I agree with John Saunders. Here's some code that will basically do what he's talking about but as an XmlSerializer except as a FileStream and uses a MemoryStream as intermediate storage. It may be more effective to extend stream though.
public class PartitionedXmlSerializer<TObj>
{
private readonly int _fileSizeLimit;
public PartitionedXmlSerializer(int fileSizeLimit)
{
_fileSizeLimit = fileSizeLimit;
}
public void Serialize(string filenameBase, TObj obj)
{
using (var memoryStream = new MemoryStream())
{
// serialize the object in the memory stream
using (var xmlWriter = XmlWriter.Create(memoryStream))

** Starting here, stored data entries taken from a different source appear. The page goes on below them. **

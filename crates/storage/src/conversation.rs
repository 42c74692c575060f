use chrono::Utc;
use conductor_core::{Error, Result};
use rusqlite::{params, Connection};
use serde::{Deserialize, Serialize};
use std::collections::VecDeque;
use std::path::Path;
use std::sync::{Arc, Mutex};
use tracing::debug;

/// One input/response exchange.
#[derive(Debug, Clone, PartialEq, Serialize, Deserialize)]
#[serde(rename_all = "camelCase")]
pub struct ConversationRecord {
    pub input: String,
    pub response: String,
    pub source: String,
    pub created_at_ms: i64,
}

impl ConversationRecord {
    fn now(input: &str, response: &str, source: &str) -> Self {
        Self {
            input: input.to_string(),
            response: response.to_string(),
            source: source.to_string(),
            created_at_ms: Utc::now().timestamp_millis(),
        }
    }
}

/// Persistence for the exchanges Core processes.
pub trait ConversationStore: Send + Sync {
    fn save_conversation(&self, input: &str, response: &str, source: &str) -> Result<()>;

    /// The `n` most recent exchanges, newest first.
    fn get_last_conversations(&self, n: usize) -> Result<Vec<ConversationRecord>>;

    fn count(&self) -> Result<usize>;
}

/// SQLite-backed conversation log.
#[derive(Clone)]
pub struct SqliteConversationStore {
    conn: Arc<Mutex<Connection>>,
}

fn storage_err(context: &str, e: rusqlite::Error) -> Error {
    Error::Storage(format!("{}: {}", context, e))
}

impl SqliteConversationStore {
    pub fn open(path: &Path) -> Result<Self> {
        if let Some(parent) = path.parent() {
            std::fs::create_dir_all(parent).map_err(|e| {
                Error::Storage(format!("Failed to create db directory: {}", e))
            })?;
        }
        let conn = Connection::open(path)
            .map_err(|e| storage_err("Failed to open conversation db", e))?;
        conn.execute_batch("PRAGMA journal_mode=WAL;").ok();
        debug!(path = %path.display(), "Conversation store opened");
        Self::with_connection(conn)
    }

    pub fn open_in_memory() -> Result<Self> {
        let conn = Connection::open_in_memory()
            .map_err(|e| storage_err("Failed to open in-memory db", e))?;
        Self::with_connection(conn)
    }

    fn with_connection(conn: Connection) -> Result<Self> {
        conn.execute_batch(
            "
            CREATE TABLE IF NOT EXISTS conversations (
                id INTEGER PRIMARY KEY AUTOINCREMENT,
                input TEXT NOT NULL,
                response TEXT NOT NULL,
                source TEXT NOT NULL DEFAULT 'unknown',
                created_at INTEGER NOT NULL
            );
            CREATE INDEX IF NOT EXISTS idx_conversations_created ON conversations(created_at);
            ",
        )
        .map_err(|e| storage_err("Failed to initialise schema", e))?;
        Ok(Self {
            conn: Arc::new(Mutex::new(conn)),
        })
    }

    fn lock(&self) -> std::sync::MutexGuard<'_, Connection> {
        self.conn.lock().unwrap_or_else(|e| e.into_inner())
    }
}

impl ConversationStore for SqliteConversationStore {
    fn save_conversation(&self, input: &str, response: &str, source: &str) -> Result<()> {
        let record = ConversationRecord::now(input, response, source);
        let conn = self.lock();
        conn.execute(
            "INSERT INTO conversations (input, response, source, created_at) VALUES (?1, ?2, ?3, ?4)",
            params![record.input, record.response, record.source, record.created_at_ms],
        )
        .map_err(|e| storage_err("Failed to save conversation", e))?;
        Ok(())
    }

    fn get_last_conversations(&self, n: usize) -> Result<Vec<ConversationRecord>> {
        let conn = self.lock();
        let mut stmt = conn
            .prepare(
                "SELECT input, response, source, created_at FROM conversations
                 ORDER BY id DESC LIMIT ?1",
            )
            .map_err(|e| storage_err("Failed to prepare query", e))?;
        let rows = stmt
            .query_map(params![n as i64], |row| {
                Ok(ConversationRecord {
                    input: row.get(0)?,
                    response: row.get(1)?,
                    source: row.get(2)?,
                    created_at_ms: row.get(3)?,
                })
            })
            .map_err(|e| storage_err("Failed to query conversations", e))?;
        rows.collect::<std::result::Result<Vec<_>, _>>()
            .map_err(|e| storage_err("Failed to read conversation row", e))
    }

    fn count(&self) -> Result<usize> {
        let conn = self.lock();
        let total: i64 = conn
            .query_row("SELECT COUNT(*) FROM conversations", [], |row| row.get(0))
            .map_err(|e| storage_err("Failed to count conversations", e))?;
        Ok(total as usize)
    }
}

/// Bounded in-process conversation log; the oldest exchange is dropped at capacity.
pub struct InMemoryConversationStore {
    records: Mutex<VecDeque<ConversationRecord>>,
    capacity: usize,
}

impl InMemoryConversationStore {
    pub fn new(capacity: usize) -> Self {
        Self {
            records: Mutex::new(VecDeque::new()),
            capacity: capacity.max(1),
        }
    }
}

impl ConversationStore for InMemoryConversationStore {
    fn save_conversation(&self, input: &str, response: &str, source: &str) -> Result<()> {
        let mut records = self.records.lock().unwrap_or_else(|e| e.into_inner());
        records.push_back(ConversationRecord::now(input, response, source));
        while records.len() > self.capacity {
            records.pop_front();
        }
        Ok(())
    }

    fn get_last_conversations(&self, n: usize) -> Result<Vec<ConversationRecord>> {
        let records = self.records.lock().unwrap_or_else(|e| e.into_inner());
        Ok(records.iter().rev().take(n).cloned().collect())
    }

    fn count(&self) -> Result<usize> {
        Ok(self.records.lock().unwrap_or_else(|e| e.into_inner()).len())
    }
}
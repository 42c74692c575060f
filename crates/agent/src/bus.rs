use async_trait::async_trait;
use conductor_core::config::BusConfig;
use conductor_core::{Error, Event, Result};
use futures::future::join_all;
use serde::{Deserialize, Serialize};
use std::collections::HashMap;
use std::future::Future;
use std::sync::atomic::{AtomicU64, Ordering};
use std::sync::{Arc, Mutex, RwLock};
use std::time::Duration;
use tokio::sync::mpsc;
use tokio::task::JoinHandle;
use tokio_util::sync::CancellationToken;
use tracing::{debug, error, info, trace, warn};

pub type SubscriptionId = u64;

/// Receives events of the types it is subscribed to.
#[async_trait]
pub trait EventHandler: Send + Sync {
    async fn handle(&self, event: &Event) -> Result<()>;
}

struct FnHandler<F> {
    f: F,
}

#[async_trait]
impl<F, Fut> EventHandler for FnHandler<F>
where
    F: Fn(Event) -> Fut + Send + Sync,
    Fut: Future<Output = Result<()>> + Send,
{
    async fn handle(&self, event: &Event) -> Result<()> {
        (self.f)(event.clone()).await
    }
}

/// An emitted event together with the handlers subscribed at emit time.
struct QueueEntry {
    event: Arc<Event>,
    handlers: Vec<Arc<dyn EventHandler>>,
}

#[derive(Default)]
struct Counters {
    emitted: AtomicU64,
    delivered: AtomicU64,
    failed: AtomicU64,
    dropped: AtomicU64,
}

#[derive(Debug, Clone, Default, PartialEq, Serialize, Deserialize)]
#[serde(rename_all = "camelCase")]
pub struct BusStats {
    pub emitted: u64,
    /// Handler invocations that returned `Ok`.
    pub delivered: u64,
    /// Handler invocations that returned `Err` or panicked.
    pub failed: u64,
    /// Queue entries discarded by `stop`.
    pub dropped: u64,
}

struct Workers {
    cancel: CancellationToken,
    handles: Vec<JoinHandle<()>>,
}

/// Publish/subscribe hub backed by a bounded queue and a fixed worker pool.
///
/// The queue outlives `start`/`stop` cycles: entries emitted while stopped
/// wait for the next `start`, or are dropped by the next `stop`.
pub struct EventBus {
    subscribers: RwLock<HashMap<String, Vec<(SubscriptionId, Arc<dyn EventHandler>)>>>,
    next_id: AtomicU64,
    tx: mpsc::Sender<QueueEntry>,
    rx: Arc<tokio::sync::Mutex<mpsc::Receiver<QueueEntry>>>,
    counters: Arc<Counters>,
    worker_count: usize,
    capacity: usize,
    shutdown_timeout: Duration,
    workers: Mutex<Option<Workers>>,
}

impl Default for EventBus {
    fn default() -> Self {
        Self::new(&BusConfig::default())
    }
}

impl EventBus {
    pub fn new(config: &BusConfig) -> Self {
        let capacity = config.queue_capacity.max(1);
        let (tx, rx) = mpsc::channel(capacity);
        Self {
            subscribers: RwLock::new(HashMap::new()),
            next_id: AtomicU64::new(1),
            tx,
            rx: Arc::new(tokio::sync::Mutex::new(rx)),
            counters: Arc::new(Counters::default()),
            worker_count: config.workers.max(1),
            capacity,
            shutdown_timeout: Duration::from_millis(config.shutdown_timeout_ms),
            workers: Mutex::new(None),
        }
    }

    pub fn subscribe(&self, event_type: &str, handler: Arc<dyn EventHandler>) -> SubscriptionId {
        let id = self.next_id.fetch_add(1, Ordering::Relaxed);
        let mut subs = self.subscribers.write().unwrap_or_else(|e| e.into_inner());
        subs.entry(event_type.to_string()).or_default().push((id, handler));
        debug!(event_type = %event_type, subscription = id, "Handler subscribed");
        id
    }

    /// Subscribe an async closure.
    pub fn subscribe_fn<F, Fut>(&self, event_type: &str, f: F) -> SubscriptionId
    where
        F: Fn(Event) -> Fut + Send + Sync + 'static,
        Fut: Future<Output = Result<()>> + Send + 'static,
    {
        self.subscribe(event_type, Arc::new(FnHandler { f }))
    }

    pub fn unsubscribe(&self, event_type: &str, id: SubscriptionId) -> bool {
        let mut subs = self.subscribers.write().unwrap_or_else(|e| e.into_inner());
        let Some(list) = subs.get_mut(event_type) else {
            return false;
        };
        let before = list.len();
        list.retain(|(sid, _)| *sid != id);
        let removed = list.len() != before;
        if list.is_empty() {
            subs.remove(event_type);
        }
        removed
    }

    pub fn subscriber_count(&self, event_type: &str) -> usize {
        let subs = self.subscribers.read().unwrap_or_else(|e| e.into_inner());
        subs.get(event_type).map_or(0, Vec::len)
    }

    fn snapshot(&self, event_type: &str) -> Vec<Arc<dyn EventHandler>> {
        let subs = self.subscribers.read().unwrap_or_else(|e| e.into_inner());
        subs.get(event_type)
            .map(|list| list.iter().map(|(_, h)| h.clone()).collect())
            .unwrap_or_default()
    }

    fn entry_for(&self, event_type: &str, payload: serde_json::Value) -> Option<QueueEntry> {
        self.counters.emitted.fetch_add(1, Ordering::Relaxed);
        let handlers = self.snapshot(event_type);
        if handlers.is_empty() {
            trace!(event_type = %event_type, "No subscribers, event discarded");
            return None;
        }
        Some(QueueEntry {
            event: Arc::new(Event::new(event_type, payload)),
            handlers,
        })
    }

    /// Enqueue an event for every current subscriber, waiting for queue space.
    pub async fn emit(&self, event_type: &str, payload: serde_json::Value) -> Result<()> {
        let Some(entry) = self.entry_for(event_type, payload) else {
            return Ok(());
        };
        self.tx
            .send(entry)
            .await
            .map_err(|_| Error::Other("event queue closed".to_string()))
    }

    /// Like [`emit`](Self::emit) but fails with `QueueFull` instead of waiting.
    pub fn try_emit(&self, event_type: &str, payload: serde_json::Value) -> Result<()> {
        let Some(entry) = self.entry_for(event_type, payload) else {
            return Ok(());
        };
        self.tx.try_send(entry).map_err(|e| match e {
            mpsc::error::TrySendError::Full(_) => Error::QueueFull(self.capacity),
            mpsc::error::TrySendError::Closed(_) => Error::Other("event queue closed".to_string()),
        })
    }

    pub fn is_running(&self) -> bool {
        self.workers
            .lock()
            .unwrap_or_else(|e| e.into_inner())
            .is_some()
    }

    /// Spawn the worker pool. No-op when already running.
    pub fn start(&self) {
        let mut workers = self.workers.lock().unwrap_or_else(|e| e.into_inner());
        if workers.is_some() {
            return;
        }
        let cancel = CancellationToken::new();
        let handles = (0..self.worker_count)
            .map(|n| {
                tokio::spawn(run_worker(
                    n,
                    self.rx.clone(),
                    self.counters.clone(),
                    cancel.clone(),
                ))
            })
            .collect();
        *workers = Some(Workers { cancel, handles });
        info!(workers = self.worker_count, "Event bus started");
    }

    /// Stop the workers, waiting up to the shutdown timeout, then drop queued entries.
    pub async fn stop(&self) {
        let workers = self.workers.lock().unwrap_or_else(|e| e.into_inner()).take();
        let Some(workers) = workers else {
            return;
        };
        workers.cancel.cancel();
        if tokio::time::timeout(self.shutdown_timeout, join_all(workers.handles))
            .await
            .is_err()
        {
            warn!(
                timeout_ms = self.shutdown_timeout.as_millis() as u64,
                "Event bus workers still busy at shutdown, abandoning them"
            );
        }

        let dropped = self.drain();
        if dropped > 0 {
            warn!(dropped, "Dropped queued events at shutdown");
        }
        info!("Event bus stopped");
    }

    fn drain(&self) -> u64 {
        let Ok(mut rx) = self.rx.try_lock() else {
            return 0;
        };
        let mut dropped = 0;
        while rx.try_recv().is_ok() {
            dropped += 1;
        }
        self.counters.dropped.fetch_add(dropped, Ordering::Relaxed);
        dropped
    }

    pub fn stats(&self) -> BusStats {
        BusStats {
            emitted: self.counters.emitted.load(Ordering::Relaxed),
            delivered: self.counters.delivered.load(Ordering::Relaxed),
            failed: self.counters.failed.load(Ordering::Relaxed),
            dropped: self.counters.dropped.load(Ordering::Relaxed),
        }
    }
}

async fn run_worker(
    n: usize,
    rx: Arc<tokio::sync::Mutex<mpsc::Receiver<QueueEntry>>>,
    counters: Arc<Counters>,
    cancel: CancellationToken,
) {
    debug!(worker = n, "Bus worker started");
    loop {
        let entry = tokio::select! {
            biased;
            _ = cancel.cancelled() => break,
            entry = async { rx.lock().await.recv().await } => entry,
        };
        let Some(entry) = entry else {
            break;
        };
        deliver(entry, &counters).await;
    }
    debug!(worker = n, "Bus worker exiting");
}

/// Fan an entry out to its handlers concurrently. Each handler runs on its own
/// task so a panic is contained to that invocation.
async fn deliver(entry: QueueEntry, counters: &Counters) {
    let event_type = entry.event.event_type.clone();
    let tasks = entry.handlers.into_iter().map(|handler| {
        let event = entry.event.clone();
        tokio::spawn(async move { handler.handle(&event).await })
    });
    for joined in join_all(tasks).await {
        match joined {
            Ok(Ok(())) => {
                counters.delivered.fetch_add(1, Ordering::Relaxed);
            }
            Ok(Err(e)) => {
                counters.failed.fetch_add(1, Ordering::Relaxed);
                warn!(event_type = %event_type, error = %e, "Event handler failed");
            }
            Err(e) => {
                counters.failed.fetch_add(1, Ordering::Relaxed);
                error!(event_type = %event_type, error = %e, "Event handler panicked");
            }
        }
    }
}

new XmlSerializer(typeof(TObj))
.Serialize(xmlWriter, obj);
memoryStream.Seek(0, SeekOrigin.Begin);
var extensionFormat = GetExtensionFormat(memoryStream.Length);
var buffer = new char[_fileSizeLimit];
var i = 0;
// split the stream into files
using (var streamReader = new StreamReader(memoryStream))
{
int readLength;
while ((readLength = streamReader.Read(buffer, 0, _fileSizeLimit)) > 0)
{
var filename
= Path.ChangeExtension(filenameBase,
string.Format(extensionFormat, i++));
using (var fileStream = new StreamWriter(filename))
fileStream.Write(buffer, 0, readLength);
}
}
}
}
/// <summary>
/// Gets the a file extension formatter based on the
/// <param name="fileLength">length of the file</param>
/// and the max file length
/// </summary>
private string GetExtensionFormat(long fileLength)
{
var numFiles = fileLength / _fileSizeLimit;
var extensionLength = Math.Ceiling(Math.Log10(numFiles));
var zeros = string.Empty;
for (var j = 0; j < extensionLength; j++)
{
zeros += "0";
}
return string.Format("xml.part{{0:{0}}}", zeros);
}
}
To use it, you'd initialize it with the max file length and then serialize using the base file path and then the object.
public class MyType
{
public int MyInt;
public string MyString;
}
public void Test()
{
var myObj = new MyType { MyInt = 42,
MyString = "hello there this is my string" };
new PartitionedXmlSerializer<MyType>(2)
.Serialize("myFilename", myObj);
}
This particular example will generate an xml file partitioned into
myFilename.xml.part001
myFilename.xml.part002
myFilename.xml.part003
...
myFilename.xml.part110
In general, you cannot break XML documents at arbitrary locations, even if you close all open tags.
However, if what you need is to split an XML document over multiple files, each of no more than a certain size, then you should create your own subtype of the Stream class. This "PartitionedFileStream" class could write to a particular file, up to the size limit, then create a new file, and write to that file, up to the size limit, etc.
This would leave you with multiple files which, when concatenated, make up a valid XML document.
In the general case, closing tags will not work. Consider an XML format that must contain one element A followed by one element B. If you closed the tags after writing element A, then you do not have a valid document - you need to have written element B.
However, in the specific case of a simple site map file, it may be possible to just close the tags.
You can ask the XmlTextWriter for it's BaseStream, and check it's Position.
As the other's pointed out, you may need to reserve some headroom to properly close the Xml.